So after seeing Atmel in the parking lot, a hexapod 3-D printer, and a Geiger counter powered by Atmel, I went over to the “dark” pavilion with all the light shows and Tesla coil. I immediately was drawn to a booth with spinning bicycle wheels that had LED lights spelling out custom messages as you ride.
I didn’t want to ask the secrets of MonkeyLectric’s LED display, but my guess is that they use an accelerometer to determine “down.” Remember, gravity is an acceleration and you can sense it with an accurate accelerometer. Now that you know “down” you can flash the LEDs at precise times to spell out whatever you want or even draw pictures. Human persistence of vision takes care of the rest.

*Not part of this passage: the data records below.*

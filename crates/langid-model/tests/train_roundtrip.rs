//! End-to-end training tests on a tiny synthetic corpus.
//!
//! These exercise the real fastText library: train, save, reload, predict,
//! and evaluate. The corpus is small, so assertions stay structural rather
//! than demanding accuracy.

use langid_model::{evaluate, train_supervised, write_lines, LanguageModel, TrainParams};

const ENGLISH: &[&str] = &[
    "the quick brown fox jumps over the lazy dog",
    "language identification is a classification problem",
    "please restart the server after the update",
    "we shipped the release on thursday morning",
    "reading the manual before asking saves everyone time",
    "the weather today is cold and windy",
];

const FRENCH: &[&str] = &[
    "le renard brun saute par dessus le chien paresseux",
    "la vie est belle quand le soleil brille",
    "veuillez redemarrer le serveur apres la mise a jour",
    "nous avons publie la version jeudi matin",
    "lire le manuel avant de demander fait gagner du temps",
    "le temps aujourd'hui est froid et venteux",
];

fn corpus() -> Vec<String> {
    let mut lines = Vec::new();
    for round in 0..5 {
        for text in ENGLISH {
            lines.push(format!("__label__en {text} {round}"));
        }
        for text in FRENCH {
            lines.push(format!("__label__fr {text} {round}"));
        }
    }
    lines
}

fn quick_params() -> TrainParams {
    TrainParams::default().with_dim(16).with_epoch(10).with_lr(0.5)
}

#[test]
fn train_save_reload_predict() {
    let dir = tempfile::tempdir().unwrap();
    let train_file = dir.path().join("train.txt");
    write_lines(&train_file, &corpus()).unwrap();

    let mut model = train_supervised(&train_file, &quick_params()).unwrap();

    let prediction = model.predict_one("the server is restarting now").unwrap();
    let prediction = prediction.expect("trained model should emit a label");
    assert!(
        prediction.lang_code == "en" || prediction.lang_code == "fr",
        "unexpected label: {}",
        prediction.lang_code
    );
    assert!(prediction.confidence > 0.0 && prediction.confidence <= 1.0);

    // Round-trip through disk.
    let model_path = dir.path().join("model").join("lid_test.bin");
    model.save(&model_path).unwrap();

    let reloaded = LanguageModel::load("lid_test", &model_path).unwrap();
    let again = reloaded
        .predict_one("the server is restarting now")
        .unwrap()
        .expect("reloaded model should emit a label");
    assert_eq!(again.lang_code, prediction.lang_code);
}

#[test]
fn predict_top_k_is_sorted() {
    let dir = tempfile::tempdir().unwrap();
    let train_file = dir.path().join("train.txt");
    write_lines(&train_file, &corpus()).unwrap();

    let model = train_supervised(&train_file, &quick_params()).unwrap();
    let predictions = model.predict("bonjour tout le monde", 2).unwrap();

    assert!(!predictions.is_empty());
    for pair in predictions.windows(2) {
        assert!(pair[0].confidence >= pair[1].confidence);
    }
}

#[test]
fn evaluate_reports_consistent_counts() {
    let dir = tempfile::tempdir().unwrap();
    let train_file = dir.path().join("train.txt");
    let test_file = dir.path().join("test.txt");

    write_lines(&train_file, &corpus()).unwrap();
    let held_out = vec![
        "__label__en the update broke the build".to_string(),
        "__label__fr la mise a jour a casse la compilation".to_string(),
    ];
    write_lines(&test_file, &held_out).unwrap();

    let model = train_supervised(&train_file, &quick_params()).unwrap();
    let report = evaluate(&model, &test_file).unwrap();

    assert_eq!(report.examples, 2);
    assert!(report.correct <= report.examples);
    assert!((0.0..=1.0).contains(&report.precision_at_1));
    assert!((0.0..=1.0).contains(&report.recall_at_1));
}
use clap::Parser;

#[derive(Parser, Debug)]
#[command(name = "langid-server")]
#[command(about = "fastText language identification server", long_about = None)]
pub struct Cli {
    /// Configuration file path
    #[arg(short, long, default_value = "config.yaml")]
    pub config: String,

    /// Listen address
    #[arg(short, long)]
    pub listen: Option<String>,

    /// Listen port
    #[arg(short, long)]
    pub port: Option<u16>,

    /// Enable verbose logging
    #[arg(short, long)]
    pub verbose: bool,
}
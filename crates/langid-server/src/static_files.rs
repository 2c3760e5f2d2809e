use axum::{
    http::{header, StatusCode, Uri},
    response::{Html, IntoResponse, Response},
};
use rust_embed::Embed;

#[derive(Embed)]
#[folder = "web"]
struct WebAssets;

/// Serve the embedded front-end files
pub async fn serve_static(uri: Uri) -> Response {
    let path = uri.path().trim_start_matches('/');

    // Try exact path first
    if let Some(content) = <WebAssets as Embed>::get(path) {
        let mime = mime_guess::from_path(path).first_or_octet_stream();
        return (
            StatusCode::OK,
            [(header::CONTENT_TYPE, mime.as_ref())],
            content.data.into_owned(),
        )
            .into_response();
    }

    // Serve index.html for the root and any unmatched route
    if let Some(content) = <WebAssets as Embed>::get("index.html") {
        return Html(String::from_utf8_lossy(&content.data).to_string()).into_response();
    }

    Html(FALLBACK_HTML.to_string()).into_response()
}

const FALLBACK_HTML: &str = r#"<!DOCTYPE html>
<html lang="en">
<head><meta charset="UTF-8"><title>langid</title></head>
<body>
    <h1>langid</h1>
    <p>Language identification server is running. POST JSON to <code>/predict</code>:</p>
    <pre>{"text": "bonjour tout le monde"}</pre>
</body>
</html>
"#;
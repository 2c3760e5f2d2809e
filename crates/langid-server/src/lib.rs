//! langid Server
//!
//! HTTP prediction server for language identification. Loads the configured
//! fastText model files at startup and answers `POST /predict` with the
//! top-1 language and its confidence, alongside an embedded single-page
//! front-end.

pub mod cli;
pub mod config;
pub mod routes;
pub mod state;
pub mod static_files;

pub use cli::Cli;
pub use config::ServerConfig;
pub use routes::create_router;
pub use state::AppState;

So I really loved the images MonkeyLectric spells out, the pictures cannot do them justice. I ask who the technical genius is that came up with this. Laurent points me to Dan Goldwater, the engineer. Dan tells me that he used Atmel chips developed with the GNU tool chain. Like I said—every cool thing I was attracted to at Maker Faire had Atmel chips inside.
Dan is having a great time at MonkeyLectric, coming up with new and improved products and living every engineer’s dream of working on his own project. Even the support stuff at their booth was cool—below is a Zero-Halliburton case with the control panel for one of their lights.